=== Exercise directions ===
Write out each line of the records that has "crate" in it.

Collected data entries
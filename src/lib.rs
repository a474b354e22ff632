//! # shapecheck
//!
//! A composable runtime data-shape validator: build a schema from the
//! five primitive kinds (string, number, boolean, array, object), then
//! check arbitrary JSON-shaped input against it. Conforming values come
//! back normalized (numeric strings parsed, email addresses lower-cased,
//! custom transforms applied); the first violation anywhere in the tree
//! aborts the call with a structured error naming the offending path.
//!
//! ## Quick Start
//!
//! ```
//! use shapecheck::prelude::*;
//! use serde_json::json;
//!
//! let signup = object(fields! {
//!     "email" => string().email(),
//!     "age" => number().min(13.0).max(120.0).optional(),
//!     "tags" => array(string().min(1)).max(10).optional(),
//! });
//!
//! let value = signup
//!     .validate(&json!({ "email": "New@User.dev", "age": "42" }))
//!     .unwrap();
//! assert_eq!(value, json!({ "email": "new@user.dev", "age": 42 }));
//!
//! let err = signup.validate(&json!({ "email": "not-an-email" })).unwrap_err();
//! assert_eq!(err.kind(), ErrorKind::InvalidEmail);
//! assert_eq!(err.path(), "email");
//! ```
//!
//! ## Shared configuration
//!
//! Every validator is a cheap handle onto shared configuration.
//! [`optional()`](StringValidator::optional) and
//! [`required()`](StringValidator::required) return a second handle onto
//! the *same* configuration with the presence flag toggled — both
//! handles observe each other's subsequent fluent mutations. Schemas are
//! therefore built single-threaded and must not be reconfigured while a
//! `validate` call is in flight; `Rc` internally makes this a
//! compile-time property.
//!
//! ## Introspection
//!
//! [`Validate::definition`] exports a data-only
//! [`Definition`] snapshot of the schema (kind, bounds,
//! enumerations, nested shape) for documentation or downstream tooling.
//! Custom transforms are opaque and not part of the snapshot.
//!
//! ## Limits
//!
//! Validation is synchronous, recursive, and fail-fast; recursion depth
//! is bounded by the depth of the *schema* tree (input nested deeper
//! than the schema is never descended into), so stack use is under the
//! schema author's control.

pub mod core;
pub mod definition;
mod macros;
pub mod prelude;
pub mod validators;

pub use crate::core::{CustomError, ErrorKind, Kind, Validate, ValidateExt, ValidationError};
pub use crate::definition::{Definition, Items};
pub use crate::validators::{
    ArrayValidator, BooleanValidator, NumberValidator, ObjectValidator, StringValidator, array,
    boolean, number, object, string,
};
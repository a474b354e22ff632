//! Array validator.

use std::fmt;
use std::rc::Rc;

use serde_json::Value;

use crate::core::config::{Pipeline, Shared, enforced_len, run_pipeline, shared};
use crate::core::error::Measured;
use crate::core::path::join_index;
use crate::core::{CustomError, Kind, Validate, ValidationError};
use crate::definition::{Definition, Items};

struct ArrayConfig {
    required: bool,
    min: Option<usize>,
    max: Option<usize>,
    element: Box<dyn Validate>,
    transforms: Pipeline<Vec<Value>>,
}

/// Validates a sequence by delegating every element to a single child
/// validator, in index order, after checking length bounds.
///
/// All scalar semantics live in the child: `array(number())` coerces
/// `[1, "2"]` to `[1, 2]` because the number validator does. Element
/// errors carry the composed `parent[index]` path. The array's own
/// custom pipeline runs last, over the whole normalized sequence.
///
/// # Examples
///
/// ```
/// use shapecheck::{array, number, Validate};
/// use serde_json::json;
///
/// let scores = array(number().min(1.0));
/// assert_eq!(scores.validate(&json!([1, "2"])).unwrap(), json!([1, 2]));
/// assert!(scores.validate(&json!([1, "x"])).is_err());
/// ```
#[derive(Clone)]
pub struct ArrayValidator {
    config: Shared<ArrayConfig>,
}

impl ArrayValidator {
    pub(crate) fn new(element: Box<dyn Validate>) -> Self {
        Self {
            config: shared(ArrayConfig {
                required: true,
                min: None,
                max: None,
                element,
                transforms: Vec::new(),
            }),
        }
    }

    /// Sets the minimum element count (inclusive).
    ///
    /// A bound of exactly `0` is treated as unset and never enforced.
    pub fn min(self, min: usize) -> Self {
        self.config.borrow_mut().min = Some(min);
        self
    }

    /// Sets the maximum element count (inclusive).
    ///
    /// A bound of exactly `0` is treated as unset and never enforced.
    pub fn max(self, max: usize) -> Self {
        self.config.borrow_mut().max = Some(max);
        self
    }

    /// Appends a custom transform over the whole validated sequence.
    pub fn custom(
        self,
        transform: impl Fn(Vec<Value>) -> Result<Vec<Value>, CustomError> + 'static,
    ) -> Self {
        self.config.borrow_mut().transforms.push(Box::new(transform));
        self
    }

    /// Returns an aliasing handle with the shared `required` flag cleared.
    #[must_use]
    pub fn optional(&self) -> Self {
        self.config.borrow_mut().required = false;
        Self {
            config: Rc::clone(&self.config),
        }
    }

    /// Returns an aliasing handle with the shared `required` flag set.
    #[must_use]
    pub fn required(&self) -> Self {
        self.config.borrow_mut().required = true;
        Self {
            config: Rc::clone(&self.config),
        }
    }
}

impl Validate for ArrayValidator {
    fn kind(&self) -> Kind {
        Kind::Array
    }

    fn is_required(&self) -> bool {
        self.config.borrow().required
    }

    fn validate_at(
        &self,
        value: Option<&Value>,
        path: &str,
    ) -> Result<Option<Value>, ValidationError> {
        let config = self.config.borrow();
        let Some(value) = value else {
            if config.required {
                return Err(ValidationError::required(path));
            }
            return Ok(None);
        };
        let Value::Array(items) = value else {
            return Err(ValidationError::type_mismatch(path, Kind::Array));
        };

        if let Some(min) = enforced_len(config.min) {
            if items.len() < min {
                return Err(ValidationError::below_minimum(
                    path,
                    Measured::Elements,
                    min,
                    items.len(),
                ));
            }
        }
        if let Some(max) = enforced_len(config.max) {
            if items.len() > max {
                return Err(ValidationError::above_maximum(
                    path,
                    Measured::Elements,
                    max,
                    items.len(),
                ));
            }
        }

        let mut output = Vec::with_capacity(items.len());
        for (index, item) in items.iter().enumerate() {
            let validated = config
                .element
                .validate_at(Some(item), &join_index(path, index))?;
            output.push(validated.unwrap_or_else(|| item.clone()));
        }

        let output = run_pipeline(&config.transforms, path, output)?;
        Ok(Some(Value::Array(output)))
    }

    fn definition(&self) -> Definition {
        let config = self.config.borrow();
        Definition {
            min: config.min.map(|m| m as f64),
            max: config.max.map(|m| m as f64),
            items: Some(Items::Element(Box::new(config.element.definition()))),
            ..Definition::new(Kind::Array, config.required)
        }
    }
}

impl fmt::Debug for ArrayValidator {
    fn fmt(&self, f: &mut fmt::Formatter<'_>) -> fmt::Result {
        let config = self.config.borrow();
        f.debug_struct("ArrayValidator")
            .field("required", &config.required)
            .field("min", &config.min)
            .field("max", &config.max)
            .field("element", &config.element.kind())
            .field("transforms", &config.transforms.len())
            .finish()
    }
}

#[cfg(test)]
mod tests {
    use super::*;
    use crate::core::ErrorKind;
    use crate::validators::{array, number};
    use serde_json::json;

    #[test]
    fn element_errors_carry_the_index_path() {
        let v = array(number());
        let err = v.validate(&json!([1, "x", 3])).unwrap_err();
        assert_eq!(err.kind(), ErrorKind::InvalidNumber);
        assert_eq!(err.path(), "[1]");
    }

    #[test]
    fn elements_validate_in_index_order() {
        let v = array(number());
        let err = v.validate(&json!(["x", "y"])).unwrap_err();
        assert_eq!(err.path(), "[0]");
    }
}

=== Expected output ===
pub use crate::core::{CustomError, ErrorKind, Kind, Validate, ValidateExt, ValidationError};
pub use crate::definition::{Definition, Items};
pub use crate::validators::{
use crate::core::config::{Pipeline, Shared, enforced_len, run_pipeline, shared};
use crate::core::error::Measured;
use crate::core::path::join_index;
use crate::core::{CustomError, Kind, Validate, ValidationError};
use crate::definition::{Definition, Items};
    pub(crate) fn new(element: Box<dyn Validate>) -> Self {
    use crate::core::ErrorKind;
    use crate::validators::{array, number};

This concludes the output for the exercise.